Est-ce que l’idée est d’entrer dans une concurrence frontale avec les banques ou alors de travailler avec elles ?

Nous n’avons pas à être des concurrents des banques, mais des partenaires. Notre business, ce sont les dépôts qui sont effectués par les clients avec leur contrepartie monétaire que l’on doit déposer sur les comptes d’une banque. L’ensemble de nos avoirs en Côte d’Ivoire sont chez Orabank et UBA. Et si vous prenez le Sénégal où nous sommes un émetteur de monnaie électronique, ces fonds sont déposés dans toute une série de banques. Donc, nous sommes un agent de collecte de liquidités additionnelles pour les banques, ce qui permet de renforcer leur bilan. Nous touchons le bas de la pyramide socio-économique qui est très peu touchée par le secteur bancaire.

L’inclusion financière est vraiment nécessaire dans le contexte économique d’inflation, surtout pour ceux qui touchent le moins d’argent. Que pouvez-vous faire pour eux ?

Nous sommes le premier pas, parce que nous permettons à monsieur et madame Tout-le-monde d’avoir accès à un compte, d’y déposer de l’argent. Nous avons réussi à faire venir dans notre système beaucoup de personnes qui étaient là jusque-là dans le secteur informel. Mais, pour aller plus loin, il faut qu’elles soient encouragées avec un niveau de taxation qui soit en proportion avec les revenus qui découlent de cette activité.

Vous trouvez que le niveau de taxation est trop fort ?

Il faut que l’on s’assure que les droits de timbre, notamment sur les dépôts les plus faibles, n’existent pas ou qu’ils soient considérablement réduits. Si vous avez quelqu’un qui dépose 1 000 francs par jour et que vous lui prenez un droit de timbre de 100 francs, ça fait 10% de ce qu’il dépose. Moi, en tant qu’opérateur, je ne gagne pas 10%. Donc si on a un niveau de taxation qui est supérieur à ce que gagnent les acteurs du secteur, ça peut poser un problème économique, mais surtout ça peut faire faire reculer l’inclusion financière.

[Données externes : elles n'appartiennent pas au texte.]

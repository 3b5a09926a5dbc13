//! Remote control for Ricoh GR II / GR III / GR IIIx cameras over Wi-Fi.
//!
//! The library backs the `grctl` CLI and can be embedded directly.
//!
//! # Modules
//!
//! - `controller`: detection, adapter hot-swap and event forwarding
//! - `adapter`: per-generation protocol adapters
//! - `transport`: HTTP access to the camera (plus a mock for tests)
//! - `poller`: cancellable periodic timer
//! - `diff`: key-wise snapshot comparison
//! - `events`: camera event types and the listener registry
//! - `shoot_mode`: drive mode / self-timer encoding
//! - `config`: settings file handling
#![forbid(unsafe_code)]

pub mod adapter;
pub mod cli;
pub mod config;
pub mod controller;
pub mod diff;
pub mod error;
pub mod events;
pub mod logging;
pub mod output;
pub mod poller;
pub mod shoot_mode;
pub mod transport;

pub use adapter::{CameraAdapter, CaptureSettings, DeviceFamily, PhotoDir, PhotoSize};
pub use controller::{Controller, ControllerOptions, ControllerState};
pub use error::{CameraError, Result};
pub use events::{CameraEvent, EventBus, EventKind, ListenerId};

/// Flat key-value view of a camera property payload.
pub type Snapshot = serde_json::Map<String, serde_json::Value>;
//! Camera payloads and temporary config files.

use std::path::{Path, PathBuf};

use gr::Snapshot;
use serde_json::{Value, json};
use tempfile::TempDir;

/// `/v1/props` as reported by a GR III at rest.
#[must_use]
pub fn gr3_props() -> Value {
    json!({
        "errCode": 200,
        "errMsg": "OK",
        "model": "RICOH GR III",
        "serialNo": "00012345",
        "firmwareVersion": "1.90",
        "datetime": "2024-05-01T10:00:00",
        "av": "2.8",
        "tv": "1/250",
        "sv": "200",
        "xv": "0.0",
        "exposureMode": "P",
        "shootMode": "single",
        "focusSetting": "af",
        "focusSettingList": ["af", "mf", "snap", "infinity"],
        "focused": false,
        "orientation": 0,
        "storages": [{"name": "SD1", "remain": 1200}]
    })
}

/// `/v1/props` as reported by a GR II.
#[must_use]
pub fn gr2_props() -> Value {
    json!({
        "errCode": 200,
        "errMsg": "OK",
        "model": "GR II",
        "serialNo": "00067890",
        "datetime": "2024-05-01T10:00:00",
        "av": "2.8",
        "tv": "1/250",
        "focusMode": "multiauto",
        "storages": [{"name": "SD1", "remain": 900}]
    })
}

/// Copy of `base` with `key` replaced.
#[must_use]
pub fn with(mut base: Value, key: &str, value: Value) -> Value {
    base[key] = value;
    base
}

/// Flat settings map for write operations.
#[must_use]
pub fn settings(pairs: &[(&str, Value)]) -> Snapshot {
    pairs
        .iter()
        .map(|(k, v)| ((*k).to_string(), v.clone()))
        .collect()
}

/// Config file in a temporary directory, removed on drop.
pub struct TestConfig {
    pub dir: TempDir,
    pub path: PathBuf,
}

impl TestConfig {
    /// # Panics
    ///
    /// Panics if the file cannot be written.
    #[must_use]
    pub fn with_content(content: &str) -> Self {
        let dir = TempDir::new().expect("Failed to create temp directory");
        let path = dir.path().join("config.toml");
        std::fs::write(&path, content).expect("Failed to write config");
        Self { dir, path }
    }

    #[must_use]
    pub fn path(&self) -> &Path {
        &self.path
    }
}
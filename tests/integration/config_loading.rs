//! Settings file parsing and environment overrides.

use std::path::Path;

use gr::config::{CameraConfig, DEFAULT_HOST, load_config};
use gr::{CameraError, ControllerOptions};

use crate::common::env::{with_host, without_host};
use crate::common::fixtures::TestConfig;

#[test]
fn test_full_config_file() {
    let _env = without_host();
    let config = TestConfig::with_content(
        r#"
host = "10.0.0.7"
request_timeout_ms = 2500
poll_interval_ms = 250
detect_interval_ms = 3000
auto_reconnect = false
"#,
    );

    let loaded = load_config(Some(config.path())).unwrap();
    assert_eq!(loaded.host, "10.0.0.7");
    assert_eq!(loaded.request_timeout_ms, 2500);

    let options = ControllerOptions::from(&loaded);
    assert_eq!(options.poll_interval.as_millis(), 250);
    assert_eq!(options.detect_interval.as_millis(), 3000);
    assert!(!options.auto_reconnect);
}

#[test]
fn test_partial_file_keeps_defaults() {
    let _env = without_host();
    let config = TestConfig::with_content("poll_interval_ms = 200\n");

    let loaded = load_config(Some(config.path())).unwrap();
    assert_eq!(loaded.host, DEFAULT_HOST);
    assert_eq!(loaded.poll_interval_ms, 200);
    assert!(loaded.auto_reconnect);
}

#[test]
fn test_environment_overrides_file_host() {
    let _env = with_host("192.168.1.50");
    let config = TestConfig::with_content("host = \"10.0.0.7\"\n");

    let loaded = load_config(Some(config.path())).unwrap();
    assert_eq!(loaded.host, "192.168.1.50");
}

#[test]
fn test_explicit_missing_file_is_an_error() {
    let _env = without_host();
    let result = load_config(Some(Path::new("/nonexistent/grctl/config.toml")));
    assert!(matches!(result, Err(CameraError::ConfigNotFound { .. })));
}

#[test]
fn test_malformed_file_is_a_parse_error() {
    let _env = without_host();
    let config = TestConfig::with_content("host = [\n");
    let result = load_config(Some(config.path()));

    let err = result.unwrap_err();
    assert!(matches!(err, CameraError::ConfigParse(_)));
    assert!(err.to_string().contains("TOML"));
}

#[test]
fn test_zero_interval_rejected() {
    let _env = without_host();
    let config = TestConfig::with_content("detect_interval_ms = 0\n");
    assert!(matches!(
        load_config(Some(config.path())),
        Err(CameraError::ConfigInvalid(_))
    ));
}

#[test]
fn test_config_serializes_back_to_toml() {
    let config = CameraConfig::default();
    let text = toml::to_string(&config).unwrap();
    assert!(text.contains("host = \"192.168.0.1\""));
    assert_eq!(toml::from_str::<CameraConfig>(&text).unwrap(), config);
}
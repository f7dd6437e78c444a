//! Output sinks: the sole mechanism by which the printer and editor produce
//! bytes.
//!
//! Every [`Sink`] tracks `written`, the number of bytes it was *asked* to
//! write, independent of how many it actually retained. This lets a
//! [`FixedBuffer`] silently truncate overflow while still reporting the true
//! length a caller would need to allocate to avoid truncation — mirroring
//! `snprintf`'s return value.

use std::fs::File;
use std::io::{self, Write as _};

/// An append-only destination for the bytes the printer and editor produce.
pub trait Sink {
    /// Appends `bytes` to the sink. Returns the number of bytes physically
    /// retained, which may be less than `bytes.len()` for a bounded sink.
    ///
    /// Implementations must still advance their `written` counter by
    /// `bytes.len()` regardless of how much was retained.
    fn write(&mut self, bytes: &[u8]) -> usize;

    /// The total number of bytes this sink has been asked to write since
    /// construction.
    fn written(&self) -> usize;
}

/// A sink over a caller-owned, fixed-capacity byte buffer.
///
/// Bytes beyond the buffer's capacity are dropped, but `written` still
/// advances by the full amount requested — callers can compare `written()`
/// against the buffer length to detect truncation, the same way they would
/// check `snprintf`'s return value.
pub struct FixedBuffer<'buf> {
    buf: &'buf mut [u8],
    written: usize,
}

impl<'buf> FixedBuffer<'buf> {
    /// Wraps `buf` as a sink. Writing never panics; excess bytes are simply
    /// not stored.
    pub fn new(buf: &'buf mut [u8]) -> Self {
        Self { buf, written: 0 }
    }

    /// The prefix of the buffer that was actually written so far.
    #[must_use]
    pub fn filled(&self) -> &[u8] {
        let len = self.written.min(self.buf.len());
        &self.buf[..len]
    }
}

impl Sink for FixedBuffer<'_> {
    fn write(&mut self, bytes: &[u8]) -> usize {
        let space = self.buf.len().saturating_sub(self.written);
        let take = bytes.len().min(space);
        if take > 0 {
            self.buf[self.written..self.written + take].copy_from_slice(&bytes[..take]);
        }
        self.written += bytes.len();
        take
    }

    fn written(&self) -> usize {
        self.written
    }
}

/// A sink that owns a growable `Vec<u8>`, reallocating as needed.
///
/// This is the usual choice when the final size isn't known up front; unlike
/// [`FixedBuffer`] it never truncates.
#[derive(Debug, Default, Clone)]
pub struct GrowableBuffer {
    buf: Vec<u8>,
}

impl GrowableBuffer {
    /// Creates an empty, growable sink.
    #[must_use]
    pub fn new() -> Self {
        Self::default()
    }

    /// Consumes the sink, returning the accumulated bytes.
    #[must_use]
    pub fn into_bytes(self) -> Vec<u8> {
        self.buf
    }

    /// Borrows the accumulated bytes without consuming the sink.
    #[must_use]
    pub fn as_slice(&self) -> &[u8] {
        &self.buf
    }

    /// Consumes the sink, returning the accumulated bytes as a `String`.
    ///
    /// # Errors
    ///
    /// Returns the original bytes back if they are not valid UTF-8. A
    /// well-formed printer or editor output is always valid UTF-8, so this
    /// only fails if a `%M` callback wrote raw non-UTF-8 bytes.
    pub fn into_string(self) -> Result<String, Vec<u8>> {
        String::from_utf8(self.buf).map_err(|e| e.into_bytes())
    }
}

impl Sink for GrowableBuffer {
    fn write(&mut self, bytes: &[u8]) -> usize {
        self.buf.extend_from_slice(bytes);
        bytes.len()
    }

    fn written(&self) -> usize {
        self.buf.len()
    }
}

/// A sink that writes synchronously to an open file.
pub struct FileSink {
    file: File,
    written: usize,
}

impl FileSink {
    /// Wraps an already-open file as a sink.
    #[must_use]
    pub fn new(file: File) -> Self {
        Self { file, written: 0 }
    }
}

impl Sink for FileSink {
    fn write(&mut self, bytes: &[u8]) -> usize {
        // A synchronous write failure has nowhere safe to go through the
        // infallible `Sink` contract; we count the bytes as written and swallow
        // the error the same way the reference toolkit ignores `fwrite`'s
        // return value. Callers who need to observe I/O errors should use
        // `printf_to_file`, which checks `File::write_all` directly.
        let _ = self.file.write_all(bytes);
        self.written += bytes.len();
        bytes.len()
    }

    fn written(&self) -> usize {
        self.written
    }
}

/// Blanket sink over any `FnMut(&[u8])` user callback.
///
/// Wraps a closure so it can be used anywhere a `&mut dyn Sink` is expected.
pub struct CallbackSink<F: FnMut(&[u8])> {
    callback: F,
    written: usize,
}

impl<F: FnMut(&[u8])> CallbackSink<F> {
    /// Wraps `callback` as a sink; it is invoked once per `write` call (the
    /// printer may call `write` multiple times per conversion).
    pub fn new(callback: F) -> Self {
        Self {
            callback,
            written: 0,
        }
    }
}

impl<F: FnMut(&[u8])> Sink for CallbackSink<F> {
    fn write(&mut self, bytes: &[u8]) -> usize {
        (self.callback)(bytes);
        self.written += bytes.len();
        bytes.len()
    }

    fn written(&self) -> usize {
        self.written
    }
}

impl Sink for &mut dyn Sink {
    fn write(&mut self, bytes: &[u8]) -> usize {
        (**self).write(bytes)
    }

    fn written(&self) -> usize {
        (**self).written()
    }
}

pub(crate) fn write_str(sink: &mut dyn Sink, s: &str) -> usize {
    sink.write(s.as_bytes())
}

/// Convenience: writes `path`'s whole-file contents via [`FileSink`], opening
/// the file for writing (truncating any existing content), returning the
/// number of bytes written.
///
/// # Errors
///
/// Propagates any `std::io::Error` from opening or writing the file.
pub fn file_sink_for_write(path: &std::path::Path) -> io::Result<FileSink> {
    Ok(FileSink::new(File::create(path)?))
}

#[cfg(test)]
mod tests {
    use super::*;

    #[test]
    fn fixed_buffer_truncates_but_reports_full_length() {
        let mut storage = [0u8; 3];
        let mut sink = FixedBuffer::new(&mut storage);
        assert_eq!(sink.write(b"{\"a\":1}"), 3);
        assert_eq!(sink.written(), 7);
        assert_eq!(sink.filled(), b"{\"a");
    }

    #[test]
    fn growable_buffer_never_truncates() {
        let mut sink = GrowableBuffer::new();
        sink.write(b"hello ");
        sink.write(b"world");
        assert_eq!(sink.written(), 11);
        assert_eq!(sink.into_string().unwrap(), "hello world");
    }

    #[test]
    fn callback_sink_forwards_every_write() {
        let mut seen = Vec::new();
        {
            let mut sink = CallbackSink::new(|b: &[u8]| seen.push(b.to_vec()));
            sink.write(b"a");
            sink.write(b"bc");
        }
        assert_eq!(seen, vec![b"a".to_vec(), b"bc".to_vec()]);
    }
}
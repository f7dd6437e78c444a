//! The printf-like formatted emitter: renders a format string plus a slice
//! of [`Arg`] values into a [`Sink`].
//!
//! Two things distinguish this from a bare C `printf` clone:
//!
//! - **Implicit key quoting.** A bareword identifier in the literal part of
//!   the format string, immediately followed by `:`, is auto-quoted as a
//!   JSON object key. This lets callers write `printf(sink, "{a:%d}",
//!   &jfmt![1])` instead of `"{\"a\":%d}"`.
//! - **JSON conversions.** Beyond the standard `%d %i %u %o %x %X %f %e %g
//!   %a %s %c %p %n %%`, five extensions cover the JSON-specific argument
//!   kinds: `%Q` (quoted/escaped string, or `null`), `%B` (bool), `%V`
//!   (base64 blob), `%H` (hex blob), and `%M` (a nested callback that
//!   writes its own sub-document, consuming further arguments itself via
//!   the [`ArgCursor`] it's handed).
//!
//! `%n` is parsed for compatibility but writes nothing: this toolkit's
//! [`Arg`] is read-only, so there is no address for it to store a count
//! into. `%T` (raw token capture) is extractor/editor-only; like any other
//! unrecognized or malformed conversion, the printer treats it as a raw
//! passthrough of the `%` and the character after it, and keeps going.

use crate::arg::{Arg, ArgCursor};
use crate::escape::{base64_encode, escape_quoted, hex_encode};
use crate::sink::{write_str, Sink};

#[derive(Debug, Default, Clone, Copy)]
struct Flags {
    minus: bool,
    zero: bool,
    plus: bool,
    space: bool,
    alt: bool,
}
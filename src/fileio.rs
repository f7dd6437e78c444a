//! File I/O glue, built only on the [`Sink`]/[`walk`] interfaces: reading a
//! whole file into memory, formatting straight to a file, and rewriting a
//! file in place through the pretty-printer.
//!
//! Nothing here is a new capability; these are convenience wrappers a
//! caller could write themselves by composing [`std::fs`] with [`printf`]
//! or [`prettify`]. They exist so the common "validate/format a file on
//! disk" path doesn't require wiring a [`FileSink`] by hand each time.

use std::fs;
use std::io;
use std::path::Path;

use crate::arg::Arg;
use crate::error::WalkResult;
use crate::prettify::prettify;
use crate::printer::printf;
use crate::sink::{file_sink_for_write, Sink};

/// Reads the entire contents of `path` into memory.
///
/// # Errors
///
/// Propagates any `std::io::Error` from opening or reading the file.
pub fn read_whole_file(path: &Path) -> io::Result<Vec<u8>> {
    fs::read(path)
}

/// Renders `fmt`/`args` via [`printf`] directly into `path`, truncating any
/// existing content, and returns the number of bytes written.
///
/// # Errors
///
/// Propagates any `std::io::Error` from opening or writing the file.
pub fn printf_to_file(path: &Path, fmt: &str, args: &[Arg<'_>]) -> io::Result<usize> {
    let mut sink = file_sink_for_write(path)?;
    Ok(printf(&mut sink, fmt, args))
}

/// Reads `path`, pretty-prints its contents, and overwrites it with the
/// reformatted document.
///
/// # Errors
///
/// Returns [`crate::WalkError`] if the file's contents are not valid JSON.
/// I/O failures (reading or writing the file) are reported by aborting via
/// the same best-effort discipline [`crate::FileSink`] uses elsewhere in
/// this crate: a write failure is swallowed rather than propagated, since
/// `Sink::write` has no error channel. Callers that need to observe I/O
/// errors on the write side should read the file themselves and call
/// [`prettify`] into a [`crate::GrowableBuffer`], then write the result out
/// with their own error handling.
pub fn prettify_file(path: &Path) -> WalkResult<usize> {
    let source = read_whole_file(path).map_err(|_| crate::error::WalkError::Invalid)?;
    let mut sink = file_sink_for_write(path).map_err(|_| crate::error::WalkError::Invalid)?;
    prettify(&source, &mut sink)
}

#[cfg(test)]
mod tests {
    use super::*;
    use std::io::Write as _;

    #[test]
    fn reads_whole_file_contents() {
        let mut file = tempfile();
        file.as_file().write_all(b"{\"a\":1}").unwrap();
        assert_eq!(read_whole_file(file.path()).unwrap(), b"{\"a\":1}");
    }

    #[test]
    fn printf_to_file_writes_formatted_output() {
        let file = tempfile();
        let written = printf_to_file(file.path(), "{a:%d}", &crate::jfmt![7]).unwrap();
        assert_eq!(written, 7);
        assert_eq!(read_whole_file(file.path()).unwrap(), br#"{"a":7}"#);
    }

    #[test]
    fn prettify_file_reformats_in_place() {
        let mut file = tempfile();
        file.as_file().write_all(br#"{"a":1,"b":2}"#).unwrap();
        prettify_file(file.path()).unwrap();
        assert_eq!(
            read_whole_file(file.path()).unwrap(),
            b"{\n  \"a\": 1,\n  \"b\": 2\n}"
        );
    }

    #[test]
    fn prettify_file_rejects_malformed_json() {
        let mut file = tempfile();
        file.as_file().write_all(b"{").unwrap();
        assert!(prettify_file(file.path()).is_err());
    }

    struct TempFile {
        path: std::path::PathBuf,
        file: fs::File,
    }

    impl TempFile {
        fn as_file(&mut self) -> &mut fs::File {
            &mut self.file
        }

        fn path(&self) -> &Path {
            &self.path
        }
    }

    impl Drop for TempFile {
        fn drop(&mut self) {
            let _ = fs::remove_file(&self.path);
        }
    }

    fn tempfile() -> TempFile {
        use std::sync::atomic::{AtomicU64, Ordering};
        static COUNTER: AtomicU64 = AtomicU64::new(0);
        let unique = u64::from(std::process::id()) * 1_000_003 + COUNTER.fetch_add(1, Ordering::Relaxed);
        let mut path = std::env::temp_dir();
        path.push(format!("pathjson-fileio-test-{unique}.json"));
        let file = fs::OpenOptions::new()
            .create(true)
            .truncate(true)
            .read(true)
            .write(true)
            .open(&path)
            .unwrap();
        TempFile { path, file }
    }
}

Il y a pas mal de débats en Côte d’Ivoire sur les prix de vos services, les frais des transactions. Les propriétaires de points de vente disent que leurs commissions et leurs rémunérations ont baissé. Que leur répondez-vous ?

Nous répondons que Wave est soucieux de la situation de ces agents-là. Nous avons autour de 15 000 points de service. Ce sont des acteurs-clé dans notre proposition de valeur parce qu’ils permettent de rapprocher notre service des clients sur l’ensemble du territoire. Nous garantissons une certaine distance entre les différents points pour avoir des zones de chalandise très attractives pour ces détenteurs de points de service.

La stratégie de tarifs qui a été mise en œuvre devrait permettre aux points de vente de gagner un peu plus parce que nous sommes en train d’investir massivement dans des innovations, notamment le paiement. Mais, il y a d’autres services qui viendront s’ajouter en partenariat avec des banques, des assurances, des gestionnaires d’actifs. Ces innovations permettront d’augmenter les volumes. Plus il y a de dépôts, plus il y a de retraits et plus les agents sont rémunérés.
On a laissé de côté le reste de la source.